La sala estaba a oscuras. La enfermera encendió la luz y se dirigió a la puerta del dormitorio, que abrió despacio y sin hacer ruido. Esa habitación también estaba a oscuras, y no se oía nada, ni siquiera los ruidos suaves de alguien respirando. La señorita Gradwyn estaría durmiendo profundamente. Kim pensó que era un silencio misterioso, como entrar en una estancia vacía.
Por lo general era consciente del peso de la bandeja, pero ahora ésta parecía pesar más por momentos. Se quedó sosteniéndola en el hueco de la puerta abierta. Si la señorita Gradwyn se levantaba tarde, ella tendría que prepararle luego otro té. No iba a dejar éste ahí tanto rato hasta que se enfriara.
– Si aún duerme, no tiene sentido despertarla -dijo la enfermera con tono despreocupado-. Sólo comprobaré si está bien.
Se acercó a la cama y enfocó con la luz pálida de la linterna la figura supina y luego cambió a un haz más intenso.
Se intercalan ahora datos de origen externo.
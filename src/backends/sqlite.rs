//! Durable (Ice) backend: a relational store over SQLite via `rusqlite`.
//!
//! Two tables keyed on normalized-lowercase identity columns (so
//! case-insensitive identity is enforced by the primary key itself), a
//! secondary index on `type_id`, and secondary indices on the edge
//! adjacency columns. `meta`/`content` serialize to JSON text; inline
//! bytes live inside that JSON as base64 (see `model::ContentRef`), which
//! keeps the schema to exactly two tables rather than adding a third blob
//! table.

use super::{BackendStats, EdgeFilter, NodeFilter, StorageBackend};
use crate::error::{acquire_lock, CodexError, Result};
use crate::model::{normalize_key, Edge, EdgeKey, Node, Phase};
use async_trait::async_trait;
use rusqlite::{params, Connection, OptionalExtension};
use std::sync::{Arc, Mutex};
use std::time::SystemTime;
use tracing::warn;

pub struct SqliteBackend {
    conn: Arc<Mutex<Connection>>,
    tag: &'static str,
}

impl SqliteBackend {
    pub fn open(connection_string: &str) -> Result<Self> {
        let conn = if connection_string == ":memory:" {
            Connection::open_in_memory()?
        } else {
            Connection::open(connection_string)?
        };
        conn.execute_batch(
            "PRAGMA journal_mode=WAL;
             CREATE TABLE IF NOT EXISTS nodes (
                id_key TEXT PRIMARY KEY,
                id TEXT NOT NULL,
                type_id TEXT NOT NULL,
                state TEXT NOT NULL,
                locale TEXT,
                title TEXT,
                description TEXT,
                content_json TEXT,
                meta_json TEXT NOT NULL
             );
             CREATE INDEX IF NOT EXISTS idx_nodes_type_id ON nodes(type_id);
             CREATE TABLE IF NOT EXISTS edges (
                from_key TEXT NOT NULL,
                role_key TEXT NOT NULL,
                to_key TEXT NOT NULL,
                from_id TEXT NOT NULL,
                to_id TEXT NOT NULL,
                role TEXT NOT NULL,
                weight REAL NOT NULL,
                meta_json TEXT NOT NULL,
                PRIMARY KEY (from_key, role_key, to_key)
             );
             CREATE INDEX IF NOT EXISTS idx_edges_from ON edges(from_key);
             CREATE INDEX IF NOT EXISTS idx_edges_to ON edges(to_key);",
        )?;
        Ok(Self {
            conn: Arc::new(Mutex::new(conn)),
            tag: "sqlite",
        })
    }

    fn with_conn<T, F>(&self, f: F) -> Result<T>
    where
        F: FnOnce(&Connection) -> rusqlite::Result<T> + Send + 'static,
        T: Send + 'static,
    {
        let conn = self.conn.clone();
        let guard = acquire_lock(&conn)?;
        f(&guard).map_err(CodexError::from)
    }
}

fn row_to_node(row: &rusqlite::Row<'_>) -> rusqlite::Result<Node> {
    let state_str: String = row.get("state")?;
    let content_json: Option<String> = row.get("content_json")?;
    let meta_json: String = row.get("meta_json")?;
    Ok(Node {
        id: row.get("id")?,
        type_id: row.get("type_id")?,
        state: Phase::parse(&state_str).unwrap_or(Phase::Gas),
        locale: row.get("locale")?,
        title: row.get("title")?,
        description: row.get("description")?,
        content: content_json
            .map(|s| serde_json::from_str(&s))
            .transpose()
            .map_err(|e| rusqlite::Error::FromSqlConversionFailure(0, rusqlite::types::Type::Text, Box::new(e)))?,
        meta: serde_json::from_str(&meta_json)
            .map_err(|e| rusqlite::Error::FromSqlConversionFailure(0, rusqlite::types::Type::Text, Box::new(e)))?,
    })
}

/// Pairs a row's primary-key string with its parsed `Node`, so a failure in
/// `row_to_node` can still be logged against the row that caused it without
/// aborting the rest of the scan (spec §7, `BackendCorrupt`: "the offending
/// row is skipped; hydration continues").
fn row_to_node_checked(row: &rusqlite::Row<'_>) -> rusqlite::Result<(String, rusqlite::Result<Node>)> {
    let id_key: String = row.get("id_key")?;
    Ok((id_key, row_to_node(row)))
}

/// Logs and skips a scan row that failed to deserialize, rather than
/// failing the whole scan over one bad row.
fn skip_corrupt_row(key: &str, kind: &str, e: rusqlite::Error) {
    let err = CodexError::BackendCorrupt(format!("{kind} row '{key}' is undeserializable: {e}"));
    warn!(key, kind, error = %err, "skipping corrupt row during scan");
}

fn row_to_edge(row: &rusqlite::Row<'_>) -> rusqlite::Result<Edge> {
    let meta_json: String = row.get("meta_json")?;
    Ok(Edge {
        from_id: row.get("from_id")?,
        to_id: row.get("to_id")?,
        role: row.get("role")?,
        weight: row.get("weight")?,
        meta: serde_json::from_str(&meta_json)
            .map_err(|e| rusqlite::Error::FromSqlConversionFailure(0, rusqlite::types::Type::Text, Box::new(e)))?,
        derived_state: Phase::Gas,
    })
}

/// Same pairing as `row_to_node_checked`, keyed on the edge's composite
/// primary key for log identification.
fn row_to_edge_checked(row: &rusqlite::Row<'_>) -> rusqlite::Result<(String, rusqlite::Result<Edge>)> {
    let from_key: String = row.get("from_key")?;
    let role_key: String = row.get("role_key")?;
    let to_key: String = row.get("to_key")?;
    let key = format!("{from_key}--{role_key}-->{to_key}");
    Ok((key, row_to_edge(row)))
}

#[async_trait]
impl StorageBackend for SqliteBackend {
    async fn put_node(&self, node: &Node) -> Result<()> {
        let node = node.clone();
        self.with_conn(move |conn| {
            let content_json = node
                .content
                .as_ref()
                .map(|c| serde_json::to_string(c).unwrap_or_default());
            let meta_json = serde_json::to_string(&node.meta).unwrap_or_default();
            conn.execute(
                "INSERT INTO nodes (id_key, id, type_id, state, locale, title, description, content_json, meta_json)
                 VALUES (?1, ?2, ?3, ?4, ?5, ?6, ?7, ?8, ?9)
                 ON CONFLICT(id_key) DO UPDATE SET
                    id=excluded.id, type_id=excluded.type_id, state=excluded.state,
                    locale=excluded.locale, title=excluded.title, description=excluded.description,
                    content_json=excluded.content_json, meta_json=excluded.meta_json",
                params![
                    normalize_key(&node.id),
                    node.id,
                    node.type_id,
                    node.state.as_str(),
                    node.locale,
                    node.title,
                    node.description,
                    content_json,
                    meta_json,
                ],
            )?;
            Ok(())
        })
    }

    async fn delete_node(&self, id: &str) -> Result<()> {
        let key = normalize_key(id);
        self.with_conn(move |conn| {
            conn.execute("DELETE FROM nodes WHERE id_key = ?1", params![key])?;
            Ok(())
        })
    }

    async fn get_node(&self, id: &str) -> Result<Option<Node>> {
        let key = normalize_key(id);
        self.with_conn(move |conn| {
            conn.query_row(
                "SELECT * FROM nodes WHERE id_key = ?1",
                params![key],
                row_to_node,
            )
            .optional()
        })
    }

    async fn scan_nodes(&self, filter: &NodeFilter) -> Result<Vec<Node>> {
        let filter = filter.clone();
        self.with_conn(move |conn| {
            let mut rows = Vec::new();
            let mapped = if let Some(type_id) = &filter.type_id {
                let mut stmt = conn.prepare("SELECT * FROM nodes WHERE type_id = ?1")?;
                stmt.query_map(params![type_id], row_to_node_checked)?
                    .collect::<rusqlite::Result<Vec<_>>>()?
            } else {
                let mut stmt = conn.prepare("SELECT * FROM nodes")?;
                stmt.query_map([], row_to_node_checked)?
                    .collect::<rusqlite::Result<Vec<_>>>()?
            };
            for (id_key, parsed) in mapped {
                match parsed {
                    Ok(node) => rows.push(node),
                    Err(e) => skip_corrupt_row(&id_key, "node", e),
                }
            }
            Ok(rows)
        })
    }

    async fn put_edge(&self, edge: &Edge) -> Result<()> {
        let edge = edge.clone();
        self.with_conn(move |conn| {
            let key = edge.key();
            let meta_json = serde_json::to_string(&edge.meta).unwrap_or_default();
            conn.execute(
                "INSERT INTO edges (from_key, role_key, to_key, from_id, to_id, role, weight, meta_json)
                 VALUES (?1, ?2, ?3, ?4, ?5, ?6, ?7, ?8)
                 ON CONFLICT(from_key, role_key, to_key) DO UPDATE SET
                    from_id=excluded.from_id, to_id=excluded.to_id, role=excluded.role,
                    weight=excluded.weight, meta_json=excluded.meta_json",
                params![
                    key.from,
                    key.role,
                    key.to,
                    edge.from_id,
                    edge.to_id,
                    edge.role,
                    edge.weight,
                    meta_json,
                ],
            )?;
            Ok(())
        })
    }

    async fn delete_edge(&self, key: &EdgeKey) -> Result<()> {
        let key = key.clone();
        self.with_conn(move |conn| {
            conn.execute(
                "DELETE FROM edges WHERE from_key = ?1 AND role_key = ?2 AND to_key = ?3",
                params![key.from, key.role, key.to],
            )?;
            Ok(())
        })
    }

    async fn scan_edges(&self, filter: &EdgeFilter) -> Result<Vec<Edge>> {
        let filter = filter.clone();
        self.with_conn(move |conn| {
            let mut rows = Vec::new();
            let (clause, key) = match (&filter.from_id, &filter.to_id) {
                (Some(f), None) => (" WHERE from_key = ?1", Some(normalize_key(f))),
                (None, Some(t)) => (" WHERE to_key = ?1", Some(normalize_key(t))),
                _ => ("", None),
            };
            let sql = format!("SELECT * FROM edges{clause}");
            let mut stmt = conn.prepare(&sql)?;
            let mapped = if let Some(k) = key {
                stmt.query_map(params![k], row_to_edge_checked)?
                    .collect::<rusqlite::Result<Vec<_>>>()?
            } else {
                stmt.query_map([], row_to_edge_checked)?
                    .collect::<rusqlite::Result<Vec<_>>>()?
            };
            for (edge_key, parsed) in mapped {
                match parsed {
                    Ok(edge) => rows.push(edge),
                    Err(e) => skip_corrupt_row(&edge_key, "edge", e),
                }
            }
            Ok(rows)
        })
    }

    async fn stats(&self) -> Result<BackendStats> {
        self.with_conn(|conn| {
            let node_count: u64 =
                conn.query_row("SELECT COUNT(*) FROM nodes", [], |r| r.get(0))?;
            let edge_count: u64 =
                conn.query_row("SELECT COUNT(*) FROM edges", [], |r| r.get(0))?;
            Ok(BackendStats {
                node_count,
                edge_count,
                bytes: 0,
                last_updated: Some(SystemTime::now()),
                backend_tag: "sqlite",
            })
        })
    }

    async fn available(&self) -> bool {
        self.with_conn(|conn| conn.query_row("SELECT 1", [], |r| r.get::<_, i64>(0)))
            .is_ok()
    }

    fn tag(&self) -> &'static str {
        self.tag
    }
}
De pronto la apagó, y en la oscuridad Kim oyó su voz aguda y urgente, que no parecía la de la enfermera:
– Vete, Kim. No entres. ¡No mires! ¡No mires!
Pero Kim había mirado, y durante aquellos segundos desconcertantes antes de que se apagara la linterna, había visto la imagen estrafalaria de la muerte: pelo negro extendido sobre la almohada, los apretados puños levantados como los de un boxeador, el ojo abierto y el lívido cuello con manchas. No era la cabeza de la señorita Gradwyn… no era la cabeza de nadie, una brillante cabeza roja cercenada, un maniquí que no tenía nada que ver con algo vivo. Oyó el estrépito de la porcelana al caer sobre la alfombra y, dando traspiés hasta apoyarse en un sillón de la salita, se inclinó y sintió unas náuseas tremendas. El hedor de su vómito le entró por las ventanas de la nariz, y su último pensamiento antes de desmayarse fue un nuevo horror: ¿Qué diría la señorita Cressett sobre el sillón echado a perder?